- [EXERCISE DIRECTIONS]:
Wherever the word "volumes" appears in a line of the data, that line should be copied.

- [GIVEN RECORDS]:
---

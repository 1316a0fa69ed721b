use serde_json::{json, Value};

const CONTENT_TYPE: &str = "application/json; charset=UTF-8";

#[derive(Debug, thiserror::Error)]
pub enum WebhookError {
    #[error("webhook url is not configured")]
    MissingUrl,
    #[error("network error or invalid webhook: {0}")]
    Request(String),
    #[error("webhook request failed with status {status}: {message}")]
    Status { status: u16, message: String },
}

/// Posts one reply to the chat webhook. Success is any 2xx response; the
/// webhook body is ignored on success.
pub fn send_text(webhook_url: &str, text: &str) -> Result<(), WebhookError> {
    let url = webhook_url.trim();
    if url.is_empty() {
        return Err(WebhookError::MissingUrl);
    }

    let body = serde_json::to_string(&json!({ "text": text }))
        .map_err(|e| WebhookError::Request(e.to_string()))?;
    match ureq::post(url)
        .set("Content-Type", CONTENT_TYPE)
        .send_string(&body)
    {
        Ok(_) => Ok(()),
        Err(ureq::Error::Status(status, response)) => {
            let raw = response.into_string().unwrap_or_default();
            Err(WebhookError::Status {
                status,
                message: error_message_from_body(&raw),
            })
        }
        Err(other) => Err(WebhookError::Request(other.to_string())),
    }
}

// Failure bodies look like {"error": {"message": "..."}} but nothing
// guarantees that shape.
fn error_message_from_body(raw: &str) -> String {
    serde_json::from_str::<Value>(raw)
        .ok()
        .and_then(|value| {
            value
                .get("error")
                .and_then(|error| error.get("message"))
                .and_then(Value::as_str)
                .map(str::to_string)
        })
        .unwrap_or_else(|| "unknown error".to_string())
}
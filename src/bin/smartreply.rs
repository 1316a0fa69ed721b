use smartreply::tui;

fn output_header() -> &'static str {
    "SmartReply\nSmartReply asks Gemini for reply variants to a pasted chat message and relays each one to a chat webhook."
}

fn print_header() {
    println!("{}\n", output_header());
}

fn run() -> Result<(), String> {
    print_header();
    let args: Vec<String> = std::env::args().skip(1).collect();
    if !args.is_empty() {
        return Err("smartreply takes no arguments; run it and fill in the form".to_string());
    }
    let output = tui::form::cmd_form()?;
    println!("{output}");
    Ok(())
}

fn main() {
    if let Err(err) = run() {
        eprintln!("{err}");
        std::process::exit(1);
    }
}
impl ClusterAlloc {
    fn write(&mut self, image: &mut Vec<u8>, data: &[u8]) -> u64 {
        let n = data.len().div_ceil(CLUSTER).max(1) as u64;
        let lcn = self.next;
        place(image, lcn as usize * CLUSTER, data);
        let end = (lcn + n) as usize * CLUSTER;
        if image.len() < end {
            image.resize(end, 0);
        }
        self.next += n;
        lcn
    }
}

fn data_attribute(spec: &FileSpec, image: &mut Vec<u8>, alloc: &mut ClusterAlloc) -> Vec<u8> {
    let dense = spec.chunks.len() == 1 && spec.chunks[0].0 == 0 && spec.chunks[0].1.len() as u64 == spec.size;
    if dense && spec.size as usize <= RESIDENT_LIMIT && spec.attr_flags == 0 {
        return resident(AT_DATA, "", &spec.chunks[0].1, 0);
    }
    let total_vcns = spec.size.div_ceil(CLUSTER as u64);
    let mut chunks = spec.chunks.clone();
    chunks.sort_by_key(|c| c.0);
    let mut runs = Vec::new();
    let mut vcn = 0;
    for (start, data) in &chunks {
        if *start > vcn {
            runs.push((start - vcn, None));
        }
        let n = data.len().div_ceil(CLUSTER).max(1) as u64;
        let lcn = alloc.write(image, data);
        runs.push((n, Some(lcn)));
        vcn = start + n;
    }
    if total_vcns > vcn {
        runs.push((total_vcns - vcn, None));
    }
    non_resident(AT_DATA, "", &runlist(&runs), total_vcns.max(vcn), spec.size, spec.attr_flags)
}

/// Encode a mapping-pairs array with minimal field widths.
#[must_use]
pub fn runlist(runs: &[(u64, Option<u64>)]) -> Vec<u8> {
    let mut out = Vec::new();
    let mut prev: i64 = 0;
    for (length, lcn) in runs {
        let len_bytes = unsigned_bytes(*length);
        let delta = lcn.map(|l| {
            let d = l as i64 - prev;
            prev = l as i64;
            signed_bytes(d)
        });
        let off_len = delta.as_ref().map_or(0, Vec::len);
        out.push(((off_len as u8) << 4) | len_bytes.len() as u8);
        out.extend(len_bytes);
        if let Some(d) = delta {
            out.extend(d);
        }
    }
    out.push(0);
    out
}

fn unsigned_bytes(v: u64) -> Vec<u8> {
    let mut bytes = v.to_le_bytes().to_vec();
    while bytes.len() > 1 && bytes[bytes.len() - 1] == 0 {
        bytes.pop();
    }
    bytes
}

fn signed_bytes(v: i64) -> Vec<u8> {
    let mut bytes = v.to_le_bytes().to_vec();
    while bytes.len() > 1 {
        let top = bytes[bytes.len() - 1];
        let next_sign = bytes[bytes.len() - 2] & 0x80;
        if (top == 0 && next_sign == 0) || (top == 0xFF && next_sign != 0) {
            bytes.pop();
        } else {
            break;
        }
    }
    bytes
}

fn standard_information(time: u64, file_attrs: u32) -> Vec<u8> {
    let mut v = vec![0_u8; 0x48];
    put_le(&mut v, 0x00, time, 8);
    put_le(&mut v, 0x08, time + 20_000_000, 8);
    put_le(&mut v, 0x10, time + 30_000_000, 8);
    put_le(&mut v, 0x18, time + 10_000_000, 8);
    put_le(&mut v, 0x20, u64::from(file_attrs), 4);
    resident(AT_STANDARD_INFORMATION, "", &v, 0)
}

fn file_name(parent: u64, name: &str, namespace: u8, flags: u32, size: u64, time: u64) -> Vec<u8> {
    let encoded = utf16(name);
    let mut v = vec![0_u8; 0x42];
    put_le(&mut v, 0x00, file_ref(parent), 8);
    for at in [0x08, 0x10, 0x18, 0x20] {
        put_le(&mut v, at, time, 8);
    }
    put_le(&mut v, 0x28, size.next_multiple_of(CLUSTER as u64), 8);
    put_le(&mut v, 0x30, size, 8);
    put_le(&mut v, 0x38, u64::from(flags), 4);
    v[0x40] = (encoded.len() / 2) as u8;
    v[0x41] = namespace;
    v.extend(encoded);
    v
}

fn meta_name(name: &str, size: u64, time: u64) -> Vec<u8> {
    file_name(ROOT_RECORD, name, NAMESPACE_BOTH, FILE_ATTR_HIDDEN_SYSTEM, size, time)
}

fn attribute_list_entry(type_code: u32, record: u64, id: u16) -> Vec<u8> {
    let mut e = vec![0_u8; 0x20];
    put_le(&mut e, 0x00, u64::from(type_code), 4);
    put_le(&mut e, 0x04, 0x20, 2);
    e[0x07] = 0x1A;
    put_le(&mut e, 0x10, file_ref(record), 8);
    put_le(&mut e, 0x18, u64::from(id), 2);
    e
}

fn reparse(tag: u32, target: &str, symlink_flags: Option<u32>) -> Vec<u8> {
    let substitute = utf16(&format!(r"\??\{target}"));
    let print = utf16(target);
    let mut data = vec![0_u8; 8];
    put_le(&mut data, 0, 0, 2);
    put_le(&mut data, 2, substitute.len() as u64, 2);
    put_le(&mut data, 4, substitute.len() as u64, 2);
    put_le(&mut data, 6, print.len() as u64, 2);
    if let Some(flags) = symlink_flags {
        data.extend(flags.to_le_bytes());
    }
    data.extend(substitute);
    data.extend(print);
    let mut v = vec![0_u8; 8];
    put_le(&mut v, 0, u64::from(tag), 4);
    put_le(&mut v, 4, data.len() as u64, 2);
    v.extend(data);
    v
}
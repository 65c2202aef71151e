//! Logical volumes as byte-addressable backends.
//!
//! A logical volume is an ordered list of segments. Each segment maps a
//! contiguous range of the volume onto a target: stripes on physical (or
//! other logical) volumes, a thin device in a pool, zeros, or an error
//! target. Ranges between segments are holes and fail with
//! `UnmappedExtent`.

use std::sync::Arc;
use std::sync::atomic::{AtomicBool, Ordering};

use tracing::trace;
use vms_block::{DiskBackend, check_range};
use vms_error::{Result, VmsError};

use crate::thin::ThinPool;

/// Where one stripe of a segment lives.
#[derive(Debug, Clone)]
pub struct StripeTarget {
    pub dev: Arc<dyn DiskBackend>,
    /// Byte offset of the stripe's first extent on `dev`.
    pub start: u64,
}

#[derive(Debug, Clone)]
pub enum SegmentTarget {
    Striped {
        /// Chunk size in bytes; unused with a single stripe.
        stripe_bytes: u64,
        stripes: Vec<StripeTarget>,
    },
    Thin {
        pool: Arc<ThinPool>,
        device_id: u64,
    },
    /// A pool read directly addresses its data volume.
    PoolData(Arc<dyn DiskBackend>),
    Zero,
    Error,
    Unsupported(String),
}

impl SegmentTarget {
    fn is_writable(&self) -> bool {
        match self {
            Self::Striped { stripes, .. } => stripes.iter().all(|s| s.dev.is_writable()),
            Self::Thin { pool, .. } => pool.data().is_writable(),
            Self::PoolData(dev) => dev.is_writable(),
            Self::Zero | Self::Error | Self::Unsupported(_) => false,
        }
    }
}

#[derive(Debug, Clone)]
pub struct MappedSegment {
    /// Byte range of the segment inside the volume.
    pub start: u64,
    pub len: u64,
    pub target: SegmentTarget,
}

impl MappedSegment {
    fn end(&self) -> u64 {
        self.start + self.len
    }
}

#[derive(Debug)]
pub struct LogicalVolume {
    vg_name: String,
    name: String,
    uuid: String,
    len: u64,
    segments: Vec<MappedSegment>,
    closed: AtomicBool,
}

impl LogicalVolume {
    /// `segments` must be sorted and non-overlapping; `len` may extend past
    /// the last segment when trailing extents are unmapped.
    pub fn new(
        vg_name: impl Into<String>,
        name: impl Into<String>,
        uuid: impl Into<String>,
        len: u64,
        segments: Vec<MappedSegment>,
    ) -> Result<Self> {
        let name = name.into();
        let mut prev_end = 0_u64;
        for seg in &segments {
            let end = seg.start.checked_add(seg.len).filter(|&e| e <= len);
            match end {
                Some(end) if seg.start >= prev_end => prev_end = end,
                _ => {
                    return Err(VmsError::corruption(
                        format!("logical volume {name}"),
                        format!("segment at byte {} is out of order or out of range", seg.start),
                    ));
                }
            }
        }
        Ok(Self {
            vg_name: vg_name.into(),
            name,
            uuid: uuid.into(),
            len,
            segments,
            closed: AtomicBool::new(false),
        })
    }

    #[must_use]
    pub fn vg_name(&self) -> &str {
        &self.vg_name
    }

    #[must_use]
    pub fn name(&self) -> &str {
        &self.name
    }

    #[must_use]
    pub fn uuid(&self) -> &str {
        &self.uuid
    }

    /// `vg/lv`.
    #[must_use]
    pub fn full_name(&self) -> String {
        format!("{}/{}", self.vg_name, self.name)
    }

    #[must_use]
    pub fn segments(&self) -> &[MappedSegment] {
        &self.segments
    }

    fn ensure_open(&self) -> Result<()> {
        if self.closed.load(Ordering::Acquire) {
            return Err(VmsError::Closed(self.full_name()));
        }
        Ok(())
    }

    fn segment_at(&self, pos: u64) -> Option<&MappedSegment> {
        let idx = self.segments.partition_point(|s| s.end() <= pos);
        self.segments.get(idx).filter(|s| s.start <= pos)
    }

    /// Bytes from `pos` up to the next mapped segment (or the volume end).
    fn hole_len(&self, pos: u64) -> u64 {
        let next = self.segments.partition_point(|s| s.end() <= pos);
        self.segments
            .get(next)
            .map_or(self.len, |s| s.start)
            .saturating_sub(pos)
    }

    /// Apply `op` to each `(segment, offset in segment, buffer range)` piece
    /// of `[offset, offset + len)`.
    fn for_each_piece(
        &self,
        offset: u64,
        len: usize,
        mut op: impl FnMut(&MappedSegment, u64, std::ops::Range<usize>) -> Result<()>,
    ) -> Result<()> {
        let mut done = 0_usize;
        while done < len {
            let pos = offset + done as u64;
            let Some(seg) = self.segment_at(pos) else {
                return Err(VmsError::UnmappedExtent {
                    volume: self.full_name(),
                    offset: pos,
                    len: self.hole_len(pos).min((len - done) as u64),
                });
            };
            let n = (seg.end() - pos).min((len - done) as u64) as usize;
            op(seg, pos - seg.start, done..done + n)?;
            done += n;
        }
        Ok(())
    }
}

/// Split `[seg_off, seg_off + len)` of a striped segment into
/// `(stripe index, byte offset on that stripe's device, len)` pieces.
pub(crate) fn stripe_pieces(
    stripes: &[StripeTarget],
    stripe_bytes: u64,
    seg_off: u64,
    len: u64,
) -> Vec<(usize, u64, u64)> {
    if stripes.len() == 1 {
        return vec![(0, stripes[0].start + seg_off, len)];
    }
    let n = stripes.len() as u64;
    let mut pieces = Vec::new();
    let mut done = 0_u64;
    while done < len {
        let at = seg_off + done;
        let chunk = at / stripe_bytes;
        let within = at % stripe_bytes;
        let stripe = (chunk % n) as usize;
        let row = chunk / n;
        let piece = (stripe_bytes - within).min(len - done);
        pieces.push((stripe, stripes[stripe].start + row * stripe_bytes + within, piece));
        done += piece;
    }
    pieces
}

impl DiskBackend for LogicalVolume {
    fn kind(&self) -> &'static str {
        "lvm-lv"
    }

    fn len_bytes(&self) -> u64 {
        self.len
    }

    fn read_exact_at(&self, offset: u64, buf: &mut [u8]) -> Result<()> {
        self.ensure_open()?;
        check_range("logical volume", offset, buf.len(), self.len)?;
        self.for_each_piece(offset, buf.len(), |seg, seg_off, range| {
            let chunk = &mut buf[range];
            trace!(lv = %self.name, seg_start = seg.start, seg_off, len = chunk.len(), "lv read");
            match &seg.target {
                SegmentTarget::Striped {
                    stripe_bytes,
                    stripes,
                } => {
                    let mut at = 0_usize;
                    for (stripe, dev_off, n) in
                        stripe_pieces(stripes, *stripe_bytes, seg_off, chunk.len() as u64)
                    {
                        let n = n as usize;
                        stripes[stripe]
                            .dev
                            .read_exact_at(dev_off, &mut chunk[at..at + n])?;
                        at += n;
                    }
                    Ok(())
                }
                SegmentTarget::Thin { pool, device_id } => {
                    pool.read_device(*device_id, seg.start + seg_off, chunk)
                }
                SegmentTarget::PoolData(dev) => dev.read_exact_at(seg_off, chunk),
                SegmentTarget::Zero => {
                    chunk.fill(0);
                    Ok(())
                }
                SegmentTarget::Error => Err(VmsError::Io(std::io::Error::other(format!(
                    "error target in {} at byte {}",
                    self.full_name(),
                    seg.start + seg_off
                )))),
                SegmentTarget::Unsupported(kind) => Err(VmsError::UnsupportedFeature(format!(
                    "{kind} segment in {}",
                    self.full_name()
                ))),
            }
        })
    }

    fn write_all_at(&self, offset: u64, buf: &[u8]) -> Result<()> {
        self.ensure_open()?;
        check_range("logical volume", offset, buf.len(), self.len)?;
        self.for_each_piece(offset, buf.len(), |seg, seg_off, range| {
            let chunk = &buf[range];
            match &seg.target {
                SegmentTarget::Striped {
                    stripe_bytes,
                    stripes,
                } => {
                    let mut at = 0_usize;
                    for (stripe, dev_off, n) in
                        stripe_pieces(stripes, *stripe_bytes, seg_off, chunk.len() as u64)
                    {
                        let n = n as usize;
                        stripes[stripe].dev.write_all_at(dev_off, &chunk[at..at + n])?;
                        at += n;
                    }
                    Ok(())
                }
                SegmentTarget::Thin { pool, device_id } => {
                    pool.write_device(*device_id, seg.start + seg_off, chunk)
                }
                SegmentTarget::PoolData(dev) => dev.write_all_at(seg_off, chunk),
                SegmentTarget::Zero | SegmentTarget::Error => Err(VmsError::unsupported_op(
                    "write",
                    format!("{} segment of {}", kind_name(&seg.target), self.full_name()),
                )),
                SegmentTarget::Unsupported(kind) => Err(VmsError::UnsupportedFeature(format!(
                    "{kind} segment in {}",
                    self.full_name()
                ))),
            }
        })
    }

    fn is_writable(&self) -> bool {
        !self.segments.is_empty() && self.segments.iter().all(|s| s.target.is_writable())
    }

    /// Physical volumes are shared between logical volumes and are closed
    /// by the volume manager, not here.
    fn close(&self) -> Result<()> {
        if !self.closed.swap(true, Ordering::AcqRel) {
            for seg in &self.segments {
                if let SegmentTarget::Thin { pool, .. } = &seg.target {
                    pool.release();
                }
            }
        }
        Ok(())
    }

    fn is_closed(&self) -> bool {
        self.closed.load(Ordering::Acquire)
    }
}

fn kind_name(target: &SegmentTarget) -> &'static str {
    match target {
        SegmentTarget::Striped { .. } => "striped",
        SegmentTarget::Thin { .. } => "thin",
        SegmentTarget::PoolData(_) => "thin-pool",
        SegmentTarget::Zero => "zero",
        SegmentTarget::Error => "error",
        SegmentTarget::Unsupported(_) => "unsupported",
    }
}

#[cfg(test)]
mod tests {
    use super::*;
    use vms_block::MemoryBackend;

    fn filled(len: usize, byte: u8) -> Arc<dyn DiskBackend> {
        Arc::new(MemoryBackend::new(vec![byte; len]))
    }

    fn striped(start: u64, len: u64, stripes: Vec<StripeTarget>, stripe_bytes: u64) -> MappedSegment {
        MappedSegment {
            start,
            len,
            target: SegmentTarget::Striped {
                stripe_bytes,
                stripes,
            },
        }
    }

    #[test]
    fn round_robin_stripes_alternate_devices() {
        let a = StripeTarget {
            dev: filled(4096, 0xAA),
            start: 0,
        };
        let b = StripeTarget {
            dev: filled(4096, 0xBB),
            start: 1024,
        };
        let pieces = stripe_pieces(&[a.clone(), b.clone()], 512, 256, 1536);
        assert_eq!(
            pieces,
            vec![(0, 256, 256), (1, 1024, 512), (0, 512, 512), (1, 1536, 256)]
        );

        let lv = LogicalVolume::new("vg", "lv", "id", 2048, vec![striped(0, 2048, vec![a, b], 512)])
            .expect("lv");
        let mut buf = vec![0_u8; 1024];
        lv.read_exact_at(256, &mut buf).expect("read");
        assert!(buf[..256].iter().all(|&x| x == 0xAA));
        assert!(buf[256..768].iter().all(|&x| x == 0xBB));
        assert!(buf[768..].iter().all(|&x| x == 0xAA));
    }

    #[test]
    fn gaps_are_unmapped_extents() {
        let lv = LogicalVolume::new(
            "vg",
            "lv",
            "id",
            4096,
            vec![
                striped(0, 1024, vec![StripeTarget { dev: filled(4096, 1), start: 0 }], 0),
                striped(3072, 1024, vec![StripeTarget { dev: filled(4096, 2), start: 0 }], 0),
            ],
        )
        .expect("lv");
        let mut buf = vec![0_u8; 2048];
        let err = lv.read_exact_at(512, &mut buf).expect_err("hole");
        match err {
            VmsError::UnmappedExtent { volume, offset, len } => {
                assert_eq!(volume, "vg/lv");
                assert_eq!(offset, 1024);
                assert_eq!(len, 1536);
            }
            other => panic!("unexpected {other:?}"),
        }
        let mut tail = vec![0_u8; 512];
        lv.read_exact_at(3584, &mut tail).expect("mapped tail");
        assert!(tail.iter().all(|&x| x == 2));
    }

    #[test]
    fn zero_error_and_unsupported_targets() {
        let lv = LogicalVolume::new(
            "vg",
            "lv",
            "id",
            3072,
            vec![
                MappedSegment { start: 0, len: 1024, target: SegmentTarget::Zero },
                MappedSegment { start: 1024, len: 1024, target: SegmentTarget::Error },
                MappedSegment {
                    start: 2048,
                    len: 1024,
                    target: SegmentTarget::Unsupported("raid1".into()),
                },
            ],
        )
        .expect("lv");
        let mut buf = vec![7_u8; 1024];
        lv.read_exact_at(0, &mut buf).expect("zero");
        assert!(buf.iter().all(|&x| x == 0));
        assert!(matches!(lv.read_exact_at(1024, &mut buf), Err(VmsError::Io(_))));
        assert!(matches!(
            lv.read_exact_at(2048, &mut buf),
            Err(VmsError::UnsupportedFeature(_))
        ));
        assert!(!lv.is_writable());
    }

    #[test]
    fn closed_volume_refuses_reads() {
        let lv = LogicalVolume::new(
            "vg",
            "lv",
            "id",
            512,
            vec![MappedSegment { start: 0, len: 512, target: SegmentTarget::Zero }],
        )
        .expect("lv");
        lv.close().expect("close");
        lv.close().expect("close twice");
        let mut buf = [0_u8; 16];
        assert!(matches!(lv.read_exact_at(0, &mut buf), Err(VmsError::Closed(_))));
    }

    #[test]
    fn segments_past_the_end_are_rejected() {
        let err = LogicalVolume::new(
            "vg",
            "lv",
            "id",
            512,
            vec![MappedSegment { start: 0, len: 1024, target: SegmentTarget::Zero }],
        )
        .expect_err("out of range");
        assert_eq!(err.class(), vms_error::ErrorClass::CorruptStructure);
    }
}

---

- [THE COMPLETED TASK]:
//! Logical volumes as byte-addressable backends.
//! other logical) volumes, a thin device in a pool, zeros, or an error
    /// Physical volumes are shared between logical volumes and are closed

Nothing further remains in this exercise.